Citizens Advice has disclosed that after an initial dip during the early stages of the UK’s lockdown in April, searches for divorce guidance has risen by 25 per cent in the first week of September over the same period in 2019.
“We know that this pandemic has put an enormous strain on people financially but our data shows that strain is also being felt in people’s relationships,” the chief analyst for Citizens Advice, Tom MacInnes, told the BBC.
MacInnes said that searches for divorce advice surged on weekends, resulting in record-breaking demand placed on the charity’s website.
Slater and Gordon Lawyers also said the pandemic had “exacerbated” marriage problems.
The law firm said there was an increase in the advice given to people on conveyancing, indicating that there is “an increase in couples separating and wanting to sell their properties”.
Georgina Chase, a family lawyer at the firm, said that 30 per cent of divorce enquiries were from married couples who had their relationship issues “exacerbated” during the lockdown.

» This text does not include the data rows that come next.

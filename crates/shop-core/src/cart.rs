//! # Shopping Cart
//!
//! An insertion-ordered set of distinct items.
//!
//! ## Cart Operations Flow
//! ```text
//! ┌─────────────────────────────────────────────────────────────────────────┐
//! │                    Cart Operations                                      │
//! │                                                                         │
//! │  Operation              Checks (in order)          State Change         │
//! │  ─────────              ─────────────────          ────────────         │
//! │                                                                         │
//! │  add_item(item) ──────► price < 0?  NegativePrice                       │
//! │                         equal item? ItemAlreadyExists                   │
//! │                         ───────────────────────────► items.push(item)   │
//! │                                                                         │
//! │  remove_item(name) ───► exact name? ItemNotExist                        │
//! │                         ───────────────────────────► items.remove(i)    │
//! │                                                                         │
//! │  get_subtotal() ──────────────────────────────────► (read only)         │
//! │                                                                         │
//! │  NOTE: every check runs before the mutation, so a failed call leaves    │
//! │        the cart untouched.                                              │
//! └─────────────────────────────────────────────────────────────────────────┘
//! ```

use serde::Serialize;
use tracing::debug;

use crate::error::{ShopError, ShopResult};
use crate::item::Item;
use crate::money::Money;

/// The shopping cart.
///
/// ## Invariants
/// - No two equal items (by value, all four fields)
/// - Every item has a non-negative price
/// - Items keep the order they were added in
#[derive(Debug, Clone, Default, Serialize)]
pub struct ShoppingCart {
    items: Vec<Item>,
}

impl ShoppingCart {
    /// Creates a new empty cart.
    pub fn new() -> Self {
        ShoppingCart { items: Vec::new() }
    }

    /// Adds an item to the end of the cart.
    ///
    /// ## Returns
    /// - `Err(NegativePrice)` if the item's price is below zero
    /// - `Err(ItemAlreadyExists)` if an equal item is already in the cart
    pub fn add_item(&mut self, item: Item) -> ShopResult<()> {
        if item.price().is_negative() {
            return Err(ShopError::NegativePrice {
                name: item.name().to_string(),
                price: item.price(),
            });
        }

        if self.contains(&item) {
            return Err(ShopError::ItemAlreadyExists(item.name().to_string()));
        }

        debug!(name = %item.name(), price = %item.price(), "Adding item to cart");
        self.items.push(item);
        Ok(())
    }

    /// Removes the first item whose name is exactly `name`.
    pub fn remove_item(&mut self, name: &str) -> ShopResult<Item> {
        let index = self
            .items
            .iter()
            .position(|item| item.name() == name)
            .ok_or_else(|| ShopError::ItemNotExist(name.to_string()))?;

        debug!(name = %name, "Removing item from cart");
        Ok(self.items.remove(index))
    }

    /// Sum of all item prices. Zero for an empty cart.
    pub fn get_subtotal(&self) -> Money {
        self.items.iter().map(Item::price).sum()
    }

    /// Names of the items in the cart, in insertion order.
    pub fn item_names(&self) -> Vec<&str> {
        self.items.iter().map(Item::name).collect()
    }

    pub fn items(&self) -> &[Item] {
        &self.items
    }

    /// Whether an item equal to `item` is in the cart.
    pub fn contains(&self, item: &Item) -> bool {
        self.items.contains(item)
    }

    /// Every hashtag of every cart item, concatenated in insertion order.
    ///
    /// This is a multiset: a tag carried by two cart items appears twice.
    pub fn hashtags(&self) -> impl Iterator<Item = &str> {
        self.items
            .iter()
            .flat_map(|item| item.hashtags().iter().map(String::as_str))
    }

    /// Returns the number of items in the cart.
    pub fn len(&self) -> usize {
        self.items.len()
    }

    pub fn is_empty(&self) -> bool {
        self.items.is_empty()
    }
}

“It’s an extreme change of circumstances for spouses and any issues in the marriage have been compounded by lockdown, that’s where we are seeing the increase,” she said, adding: “It’s the straw that broke the camel’s back.”
In June, the House of Commons passed the Divorce, Dissolution and Separation Bill, paving the way for no-fault divorces to become the law of the land by the Autumn of 2021, eliminating a spouse’s ability to contest a divorce.
The law will speed up the divorce process and likely increase the number of separations, which stand at some 100,000 per year in England and Wales.
The introduction of no-fault divorces in the United States, for example, have been linked to rising divorce rates, with a six-fold increase in separations seen in the two years following the introduction of the legislation.
The United Kingdom was already facing a marriage crisis ahead of the Chinese virus, with marriage rates plummeting to the lowest level in recorded history, the Office for National Statistics (ONS) revealed in April.
The marriage rate for heterosexual couples in Britain fell by 45 per cent since 1972 and by half since 1940. Despite the population of the UK more than doubling since 1895, the total number of marriages recorded in 2017 was equal to that of 125 years ago.
Many have pointed to government policies that disincentivise marriage, through its attempt to encourage women to enter the workforce as a driver of the decreased marriage rates. Women now represent the majority of new entrants the workforce in the UK, which has had a significant knock-on effect on the rates of marriage, birth, and fertility in the country.